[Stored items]
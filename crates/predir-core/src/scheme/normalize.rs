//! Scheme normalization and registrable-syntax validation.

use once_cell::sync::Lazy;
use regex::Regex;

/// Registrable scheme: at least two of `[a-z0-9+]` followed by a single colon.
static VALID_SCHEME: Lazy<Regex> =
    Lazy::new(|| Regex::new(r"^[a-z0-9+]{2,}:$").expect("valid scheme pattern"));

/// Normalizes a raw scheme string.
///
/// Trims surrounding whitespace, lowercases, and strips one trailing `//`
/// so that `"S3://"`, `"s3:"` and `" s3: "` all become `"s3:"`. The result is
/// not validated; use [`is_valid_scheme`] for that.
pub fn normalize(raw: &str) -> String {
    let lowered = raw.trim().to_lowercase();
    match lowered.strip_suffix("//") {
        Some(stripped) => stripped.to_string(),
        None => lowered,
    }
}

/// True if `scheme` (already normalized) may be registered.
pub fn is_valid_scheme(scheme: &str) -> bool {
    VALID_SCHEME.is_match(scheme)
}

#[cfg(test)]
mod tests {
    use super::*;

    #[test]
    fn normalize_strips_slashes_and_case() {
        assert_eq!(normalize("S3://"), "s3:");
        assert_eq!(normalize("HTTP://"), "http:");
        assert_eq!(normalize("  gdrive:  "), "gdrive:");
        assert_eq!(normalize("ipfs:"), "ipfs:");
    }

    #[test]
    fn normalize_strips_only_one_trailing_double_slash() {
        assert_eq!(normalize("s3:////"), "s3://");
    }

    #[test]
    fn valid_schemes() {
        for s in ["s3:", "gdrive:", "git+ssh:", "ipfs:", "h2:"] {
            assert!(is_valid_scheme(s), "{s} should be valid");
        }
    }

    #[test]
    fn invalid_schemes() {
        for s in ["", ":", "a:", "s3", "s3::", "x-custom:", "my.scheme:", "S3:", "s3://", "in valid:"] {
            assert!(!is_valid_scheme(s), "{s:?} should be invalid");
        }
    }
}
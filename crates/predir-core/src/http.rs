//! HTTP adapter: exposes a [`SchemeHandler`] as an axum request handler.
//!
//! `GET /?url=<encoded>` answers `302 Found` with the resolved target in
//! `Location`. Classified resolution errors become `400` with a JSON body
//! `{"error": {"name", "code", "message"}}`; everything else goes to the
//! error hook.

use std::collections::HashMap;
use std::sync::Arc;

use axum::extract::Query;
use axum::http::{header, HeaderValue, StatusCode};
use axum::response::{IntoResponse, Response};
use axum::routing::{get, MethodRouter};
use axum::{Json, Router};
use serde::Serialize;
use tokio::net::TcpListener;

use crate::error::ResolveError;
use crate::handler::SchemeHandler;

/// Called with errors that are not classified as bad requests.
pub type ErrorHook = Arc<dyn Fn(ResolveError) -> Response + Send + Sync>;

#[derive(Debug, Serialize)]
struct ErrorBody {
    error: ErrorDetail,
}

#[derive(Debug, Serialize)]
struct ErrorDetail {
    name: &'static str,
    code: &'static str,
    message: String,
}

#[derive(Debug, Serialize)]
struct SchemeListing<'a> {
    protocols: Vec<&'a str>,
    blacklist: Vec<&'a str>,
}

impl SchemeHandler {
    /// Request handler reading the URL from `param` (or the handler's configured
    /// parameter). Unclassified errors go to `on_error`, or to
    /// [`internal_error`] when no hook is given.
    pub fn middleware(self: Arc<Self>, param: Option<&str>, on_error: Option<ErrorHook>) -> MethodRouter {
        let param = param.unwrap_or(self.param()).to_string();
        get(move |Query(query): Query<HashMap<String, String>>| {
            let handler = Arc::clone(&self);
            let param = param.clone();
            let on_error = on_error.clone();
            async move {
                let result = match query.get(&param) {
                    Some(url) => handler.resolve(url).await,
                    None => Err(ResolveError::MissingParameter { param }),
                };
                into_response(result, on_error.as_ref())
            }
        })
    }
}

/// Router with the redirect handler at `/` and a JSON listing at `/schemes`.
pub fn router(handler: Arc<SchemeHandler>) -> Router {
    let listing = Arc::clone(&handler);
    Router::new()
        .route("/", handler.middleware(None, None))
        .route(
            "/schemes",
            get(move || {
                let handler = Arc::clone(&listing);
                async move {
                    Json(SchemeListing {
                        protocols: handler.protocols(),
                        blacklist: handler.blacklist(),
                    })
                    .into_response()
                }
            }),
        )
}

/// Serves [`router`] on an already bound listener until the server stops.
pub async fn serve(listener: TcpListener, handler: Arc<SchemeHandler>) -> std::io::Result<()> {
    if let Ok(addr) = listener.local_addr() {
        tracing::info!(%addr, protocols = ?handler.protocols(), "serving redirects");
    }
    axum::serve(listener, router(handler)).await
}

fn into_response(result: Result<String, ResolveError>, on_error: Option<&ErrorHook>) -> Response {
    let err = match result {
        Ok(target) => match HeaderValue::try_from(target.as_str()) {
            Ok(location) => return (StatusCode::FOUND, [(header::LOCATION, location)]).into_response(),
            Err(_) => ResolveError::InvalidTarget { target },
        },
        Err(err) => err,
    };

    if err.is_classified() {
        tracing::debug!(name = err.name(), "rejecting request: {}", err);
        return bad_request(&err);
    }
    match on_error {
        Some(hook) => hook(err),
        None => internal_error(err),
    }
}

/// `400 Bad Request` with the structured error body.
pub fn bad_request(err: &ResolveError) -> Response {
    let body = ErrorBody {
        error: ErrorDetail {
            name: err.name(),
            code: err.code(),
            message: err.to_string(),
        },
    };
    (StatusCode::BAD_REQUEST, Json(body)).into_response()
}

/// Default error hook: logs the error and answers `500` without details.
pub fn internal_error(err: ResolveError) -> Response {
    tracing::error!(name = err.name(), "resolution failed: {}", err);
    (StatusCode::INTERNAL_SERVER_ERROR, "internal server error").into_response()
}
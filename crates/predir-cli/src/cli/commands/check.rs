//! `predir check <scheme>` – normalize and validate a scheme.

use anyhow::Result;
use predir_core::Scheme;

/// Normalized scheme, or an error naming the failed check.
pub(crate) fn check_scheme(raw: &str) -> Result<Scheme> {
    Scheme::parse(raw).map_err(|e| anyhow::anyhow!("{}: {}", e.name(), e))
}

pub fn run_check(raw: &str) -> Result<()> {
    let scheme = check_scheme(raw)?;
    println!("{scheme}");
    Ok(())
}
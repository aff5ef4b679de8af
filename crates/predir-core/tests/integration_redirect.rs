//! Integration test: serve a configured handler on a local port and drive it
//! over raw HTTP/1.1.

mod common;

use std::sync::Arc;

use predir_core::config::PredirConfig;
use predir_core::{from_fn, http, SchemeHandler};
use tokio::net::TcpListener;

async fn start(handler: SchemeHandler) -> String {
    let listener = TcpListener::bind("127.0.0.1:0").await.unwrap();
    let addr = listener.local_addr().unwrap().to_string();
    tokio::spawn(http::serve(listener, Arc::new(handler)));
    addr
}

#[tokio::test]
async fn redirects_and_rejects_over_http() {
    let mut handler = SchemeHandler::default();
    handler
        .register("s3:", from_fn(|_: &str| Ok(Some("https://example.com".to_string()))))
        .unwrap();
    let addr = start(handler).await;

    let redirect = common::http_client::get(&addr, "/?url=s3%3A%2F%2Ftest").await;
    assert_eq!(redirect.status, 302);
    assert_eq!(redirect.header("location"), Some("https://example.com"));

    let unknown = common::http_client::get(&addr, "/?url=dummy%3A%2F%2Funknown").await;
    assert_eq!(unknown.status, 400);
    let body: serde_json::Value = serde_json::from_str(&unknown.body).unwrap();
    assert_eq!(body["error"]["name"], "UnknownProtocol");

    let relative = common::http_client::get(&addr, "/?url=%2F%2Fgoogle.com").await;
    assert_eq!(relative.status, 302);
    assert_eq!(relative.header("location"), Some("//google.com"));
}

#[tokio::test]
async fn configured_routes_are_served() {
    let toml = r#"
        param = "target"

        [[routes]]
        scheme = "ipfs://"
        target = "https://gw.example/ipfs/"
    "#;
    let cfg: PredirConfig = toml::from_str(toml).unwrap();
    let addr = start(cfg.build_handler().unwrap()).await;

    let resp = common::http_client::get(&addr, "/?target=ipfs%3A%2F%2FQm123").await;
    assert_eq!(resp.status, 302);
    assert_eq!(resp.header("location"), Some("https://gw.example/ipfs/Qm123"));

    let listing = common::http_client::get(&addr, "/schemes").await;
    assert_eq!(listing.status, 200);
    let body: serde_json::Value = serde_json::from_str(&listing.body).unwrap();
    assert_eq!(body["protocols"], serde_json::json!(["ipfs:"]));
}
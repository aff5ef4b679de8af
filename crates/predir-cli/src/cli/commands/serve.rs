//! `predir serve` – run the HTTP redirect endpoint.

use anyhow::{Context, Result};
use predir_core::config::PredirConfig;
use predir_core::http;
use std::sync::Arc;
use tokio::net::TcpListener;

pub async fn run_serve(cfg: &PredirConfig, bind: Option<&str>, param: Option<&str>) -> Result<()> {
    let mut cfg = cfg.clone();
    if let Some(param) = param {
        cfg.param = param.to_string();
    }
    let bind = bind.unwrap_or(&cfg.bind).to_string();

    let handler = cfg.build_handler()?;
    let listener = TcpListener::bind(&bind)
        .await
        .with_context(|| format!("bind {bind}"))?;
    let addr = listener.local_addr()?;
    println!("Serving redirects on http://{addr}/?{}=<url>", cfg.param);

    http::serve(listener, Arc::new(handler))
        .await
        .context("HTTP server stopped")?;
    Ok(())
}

> **Problem requirements**:
Copy all lines above where "target" is present.

> **Answer space**:
//! `GET /?url=<encoded>` answers `302 Found` with the resolved target in
        Ok(target) => match HeaderValue::try_from(target.as_str()) {
            Err(_) => ResolveError::InvalidTarget { target },
        param = "target"
        target = "https://gw.example/ipfs/"
    let resp = common::http_client::get(&addr, "/?target=ipfs%3A%2F%2FQm123").await;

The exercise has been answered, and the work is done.